Description Mark Einon 2014-07-20 19:21:05 UTC
Inserting an et131x device into the PCI express port results in the following oops:

[   68.099018] libphy: et131x_eth_mii: probed
[   68.099025] et131x_mii_probe(3723) phydev->dev.driver           (null)
[   68.099035] phy_attach_direct(579) device d ffff8800b911b810
[   68.099653] phy_resume(704) phydev ffff8800b911b800
[   68.099660] phy_resume(705) drv ffffffffffffff48
[   68.099668] phy_resume(706) dev.driver           (null)
[   68.099687] BUG: unable to handle kernel paging request at ffffffffffffff88
[   68.099735] IP: [<ffffffffa07452cc>] phy_resume+0x73/0xa0 [libphy]

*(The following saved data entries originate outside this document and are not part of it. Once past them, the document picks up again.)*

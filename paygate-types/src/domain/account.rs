//! Account domain model.

use chrono::{DateTime, Utc};
use serde::{Deserialize, Serialize};
use utoipa::ToSchema;
use uuid::Uuid;

use super::money::{Currency, Money};
use super::payment::PaymentId;
use crate::error::DomainError;

/// Unique identifier for an Account.
#[derive(Debug, Clone, Copy, PartialEq, Eq, Hash, Serialize, Deserialize, ToSchema)]
#[serde(transparent)]
pub struct AccountId(Uuid);

impl AccountId {
    /// Creates a new random AccountId.
    pub fn new() -> Self {
        Self(Uuid::new_v4())
    }

    /// Creates an AccountId from an existing UUID.
    pub fn from_uuid(uuid: Uuid) -> Self {
        Self(uuid)
    }

    /// Returns the UUID value.
    pub fn into_uuid(self) -> Uuid {
        self.0
    }
}

impl Default for AccountId {
    fn default() -> Self {
        Self::new()
    }
}

impl std::fmt::Display for AccountId {
    fn fmt(&self, f: &mut std::fmt::Formatter<'_>) -> std::fmt::Result {
        write!(f, "{}", self.0)
    }
}

impl std::str::FromStr for AccountId {
    type Err = uuid::Error;

    fn from_str(s: &str) -> Result<Self, Self::Err> {
        Ok(Self(Uuid::parse_str(s)?))
    }
}

/// Card credentials issued to an account.
///
/// The number doubles as a secondary lookup key for the account.
#[derive(Debug, Clone, PartialEq, Eq, Serialize, Deserialize, ToSchema)]
pub struct Card {
    #[schema(example = "411111111")]
    pub number: String,
    #[schema(example = 7)]
    pub expiry_month: i32,
    #[schema(example = 25)]
    pub expiry_year: i32,
    #[schema(example = "123")]
    pub security_code: String,
}

impl Card {
    /// Creates card credentials after checking their shape.
    pub fn new(
        number: impl Into<String>,
        expiry_month: i32,
        expiry_year: i32,
        security_code: impl Into<String>,
    ) -> Result<Self, DomainError> {
        let card = Self {
            number: number.into(),
            expiry_month,
            expiry_year,
            security_code: security_code.into(),
        };
        card.validate()?;
        Ok(card)
    }

    /// Checks that the fields are well formed.
    pub fn validate(&self) -> Result<(), DomainError> {
        if self.number.is_empty() || !self.number.chars().all(|c| c.is_ascii_digit()) {
            return Err(DomainError::ValidationError(
                "Card number must contain only digits".into(),
            ));
        }
        if !(1..=12).contains(&self.expiry_month) {
            return Err(DomainError::ValidationError(
                "Card expiry month must be between 1 and 12".into(),
            ));
        }
        if self.expiry_year < 0 {
            return Err(DomainError::ValidationError(
                "Card expiry year cannot be negative".into(),
            ));
        }
        if !(3..=4).contains(&self.security_code.len())
            || !self.security_code.chars().all(|c| c.is_ascii_digit())
        {
            return Err(DomainError::ValidationError(
                "Card security code must be 3 or 4 digits".into(),
            ));
        }
        Ok(())
    }

    /// The card fields recorded on a payment (the security code is never stored there).
    pub fn snapshot(&self) -> CardSnapshot {
        CardSnapshot {
            number: self.number.clone(),
            expiry_month: self.expiry_month,
            expiry_year: self.expiry_year,
        }
    }
}

/// Copy of the payer's card fields taken when a payment is authorized.
#[derive(Debug, Clone, PartialEq, Eq, Serialize, Deserialize, ToSchema)]
pub struct CardSnapshot {
    pub number: String,
    pub expiry_month: i32,
    pub expiry_year: i32,
}

/// A ledger account holding spendable and held funds.
#[derive(Debug, Clone, Serialize, Deserialize, ToSchema)]
pub struct Account {
    /// Unique identifier
    pub id: AccountId,
    #[schema(example = "Ivan")]
    pub first_name: String,
    #[schema(example = "Petrov")]
    pub last_name: String,
    pub card: Card,
    /// Spendable funds
    pub balance: Money,
    /// Funds earmarked by open authorizations
    pub held: Money,
    /// Payment ids in the order they touched this account
    pub statement: Vec<PaymentId>,
    /// Bumped on every balance write
    pub version: i64,
    /// When the account was created
    pub created_at: DateTime<Utc>,
}

impl Account {
    /// Creates a new account with zero balance and no holds.
    ///
    /// # Validation
    /// - Names cannot be empty
    pub fn new(
        first_name: String,
        last_name: String,
        currency: Currency,
        card: Card,
    ) -> Result<Self, DomainError> {
        if first_name.trim().is_empty() || last_name.trim().is_empty() {
            return Err(DomainError::ValidationError(
                "Account holder names cannot be empty".into(),
            ));
        }

        Ok(Self {
            id: AccountId::new(),
            first_name,
            last_name,
            card,
            balance: Money::zero(currency),
            held: Money::zero(currency),
            statement: Vec::new(),
            version: 0,
            created_at: Utc::now(),
        })
    }

    /// Creates an account with all fields specified (for database reconstruction).
    #[allow(clippy::too_many_arguments)]
    pub fn from_parts(
        id: AccountId,
        first_name: String,
        last_name: String,
        card: Card,
        balance: Money,
        held: Money,
        statement: Vec<PaymentId>,
        version: i64,
        created_at: DateTime<Utc>,
    ) -> Self {
        Self {
            id,
            first_name,
            last_name,
            card,
            balance,
            held,
            statement,
            version,
            created_at,
        }
    }

    /// Returns the currency of this account.
    pub fn currency(&self) -> Currency {
        self.balance.currency()
    }

    /// True when the presented credentials equal the card on file.
    pub fn matches_card(&self, card: &Card) -> bool {
        self.card == *card
    }

    /// Checks if the account has sufficient spendable funds.
    pub fn has_sufficient_funds(&self, amount: &Money) -> bool {
        self.balance.gte(amount)
    }

    /// True while the account still has a balance or open holds.
    pub fn carries_funds(&self) -> bool {
        !self.balance.is_zero() || !self.held.is_zero()
    }

    /// Balance plus held funds.
    pub fn total(&self) -> Result<Money, DomainError> {
        self.balance.checked_add(self.held)
    }

    /// Credits (adds) money to the spendable balance.
    pub fn credit(&mut self, amount: Money) -> Result<(), DomainError> {
        self.balance = self.balance.checked_add(amount)?;
        Ok(())
    }

    /// Debits (subtracts) money from the spendable balance.
    pub fn debit(&mut self, amount: Money) -> Result<(), DomainError> {
        self.balance = self.balance.checked_sub(amount)?;
        Ok(())
    }

    /// Moves money from the balance into held funds.
    pub fn place_hold(&mut self, amount: Money) -> Result<(), DomainError> {
        let balance = self.balance.checked_sub(amount)?;
        let held = self.held.checked_add(amount)?;
        self.balance = balance;
        self.held = held;
        Ok(())
    }

    /// Earmarks incoming money without touching the balance.
    pub fn add_hold(&mut self, amount: Money) -> Result<(), DomainError> {
        self.held = self.held.checked_add(amount)?;
        Ok(())
    }

    /// Drops held money without returning it to the balance.
    pub fn remove_hold(&mut self, amount: Money) -> Result<(), DomainError> {
        self.held = self.held.checked_sub(amount)?;
        Ok(())
    }

    /// Moves held money back into the balance.
    pub fn release_hold(&mut self, amount: Money) -> Result<(), DomainError> {
        let held = self.held.checked_sub(amount)?;
        let balance = self.balance.checked_add(amount)?;
        self.held = held;
        self.balance = balance;
        Ok(())
    }
}

#[cfg(test)]
mod tests {
    use super::*;

    fn card() -> Card {
        Card::new("411111111", 7, 25, "123").unwrap()
    }

    fn funded(amount: i64) -> Account {
        let mut account =
            Account::new("Ivan".into(), "Petrov".into(), Currency::RUB, card()).unwrap();
        account
            .credit(Money::new(amount, Currency::RUB).unwrap())
            .unwrap();
        account
    }

    fn rub(amount: i64) -> Money {
        Money::new(amount, Currency::RUB).unwrap()
    }

    #[test]
    fn test_account_creation() {
        let account = Account::new("Ivan".into(), "Petrov".into(), Currency::RUB, card()).unwrap();
        assert_eq!(account.balance.amount(), 0);
        assert_eq!(account.held.amount(), 0);
        assert!(account.statement.is_empty());
        assert_eq!(account.currency(), Currency::RUB);
    }

    #[test]
    fn test_empty_name_fails() {
        let result = Account::new("".into(), "Petrov".into(), Currency::RUB, card());
        assert!(matches!(result, Err(DomainError::ValidationError(_))));
    }

    #[test]
    fn test_card_validation() {
        assert!(Card::new("41a1", 7, 25, "123").is_err());
        assert!(Card::new("4111", 13, 25, "123").is_err());
        assert!(Card::new("4111", 12, 25, "12").is_err());
        assert!(Card::new("4111", 12, 25, "0123").is_ok());
    }

    #[test]
    fn test_matches_card_requires_every_field() {
        let account = funded(0);
        assert!(account.matches_card(&card()));

        let mut wrong_code = card();
        wrong_code.security_code = "999".into();
        assert!(!account.matches_card(&wrong_code));

        let mut wrong_expiry = card();
        wrong_expiry.expiry_year = 26;
        assert!(!account.matches_card(&wrong_expiry));
    }

    #[test]
    fn test_place_and_release_hold() {
        let mut account = funded(100);
        account.place_hold(rub(60)).unwrap();
        assert_eq!(account.balance.amount(), 40);
        assert_eq!(account.held.amount(), 60);

        account.release_hold(rub(60)).unwrap();
        assert_eq!(account.balance.amount(), 100);
        assert_eq!(account.held.amount(), 0);
    }

    #[test]
    fn test_place_hold_insufficient_funds_leaves_account_untouched() {
        let mut account = funded(30);
        let result = account.place_hold(rub(50));
        assert!(matches!(result, Err(DomainError::InsufficientFunds { .. })));
        assert_eq!(account.balance.amount(), 30);
        assert_eq!(account.held.amount(), 0);
    }

    #[test]
    fn test_remove_hold_below_zero_fails() {
        let mut account = funded(0);
        account.add_hold(rub(10)).unwrap();
        assert!(account.remove_hold(rub(11)).is_err());
        assert_eq!(account.held.amount(), 10);
    }

    #[test]
    fn test_carries_funds() {
        let mut account = funded(0);
        assert!(!account.carries_funds());
        account.add_hold(rub(1)).unwrap();
        assert!(account.carries_funds());
    }
}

[   68.099774] PGD 1a0f067 PUD 1a11067 PMD 0 
[   68.099806] Oops: 0000 [#1] SMP 
[   68.099831] Modules linked in: et131x(C+) libphy ctr ccm joydev binfmt_misc nfsd auth_rpcgss oid_registry nfs_acl nfs nouveau lockd fscache sunrpc arc4 iTCO_wdt iTCO_vendor_support coretemp kvm_intel iwldvm kvm snd_hda_codec_hdmi mac80211 snd_hda_codec_realtek snd_hda_codec_generic psmouse snd_hda_intel snd_hda_controller serio_raw msi_wmi sparse_keymap pcspkr i7core_edac snd_hda_codec iwlwifi mxm_wmi ttm drm_kms_helper snd_hwdep evdev snd_pcm edac_core i2c_i801 ehci_pci drm ehci_hcd cfg80211 i2c_algo_bit snd_timer jmb38x_ms snd i2c_core rfkill usbcore memstick lpc_ich mfd_core soundcore usb_common shpchp battery ac acpi_cpufreq video wmi button processor loop fuse parport_pc ppdev lp parport autofs4 ext4 crc16 jbd2 mbcache sg sd_mod sr_mod crc_t10dif cdrom crct10dif_common crc32c_intel ahci libahci microcode libata firewire_ohci sdhci_pci sdhci r8169 firewire_core scsi_mod mmc_core mii crc_itu_t thermal thermal_sys
[   68.100580] CPU: 2 PID: 2010 Comm: systemd-udevd Tainted: G         C    3.15.0-rc6+ #18
[   68.100609] Hardware name: MICRO-STAR INTERNATIONAL CO., LTD MS-1727/MS-1727, BIOS E1727IMS.10F 05/27/2011
[   68.100643] task: ffff8800b8b6a510 ti: ffff88002f7fc000 task.ti: ffff88002f7fc000
[   68.100669] RIP: 0010:[<ffffffffa07452cc>]  [<ffffffffa07452cc>] phy_resume+0x73/0xa0 [libphy]
[   68.100712] RSP: 0018:ffff88002f7fda48  EFLAGS: 00010246
[   68.100734] RAX: 0000000000000000 RBX: ffff8800b911b800 RCX: 0000000000000001
[   68.100760] RDX: 0000000000000006 RSI: ffff8800b8b6acc8 RDI: ffff8800b8b6a510
[   68.100786] RBP: ffff88002f7fda58 R08: 0000000000000001 R09: ffffffff810743aa
[   68.100811] R10: ffffffff810743aa R11: 0000000000000000 R12: 0000000000000000
[   68.100837] R13: ffff8800b911b810 R14: 00000000fffffffb R15: 0000000000000000
[   68.100864] FS:  00007ffe49427880(0000) GS:ffff88013aa00000(0000) knlGS:0000000000000000
[   68.100892] CS:  0010 DS: 0000 ES: 0000 CR0: 000000008005003b
[   68.100915] CR2: ffffffffffffff88 CR3: 00000000b93b1000 CR4: 00000000000007e0
[   68.100939] Stack:
[   68.100951]  ffff8800b911b800 ffff8800b9108000 ffff88002f7fdaa8 ffffffffa07453f1
[   68.100994]  ffff88002f7fda88 00000001813eb735 ffff8800b911b810 ffff8800b911b800
[   68.101037]  ffff8800b8ecada0 ffffffffa07579b7 ffffffffa07579b7 ffffffffa075a2b0
[   68.101080] Call Trace:
[   68.101103]  [<ffffffffa07453f1>] phy_attach_direct+0xf8/0x10a [libphy]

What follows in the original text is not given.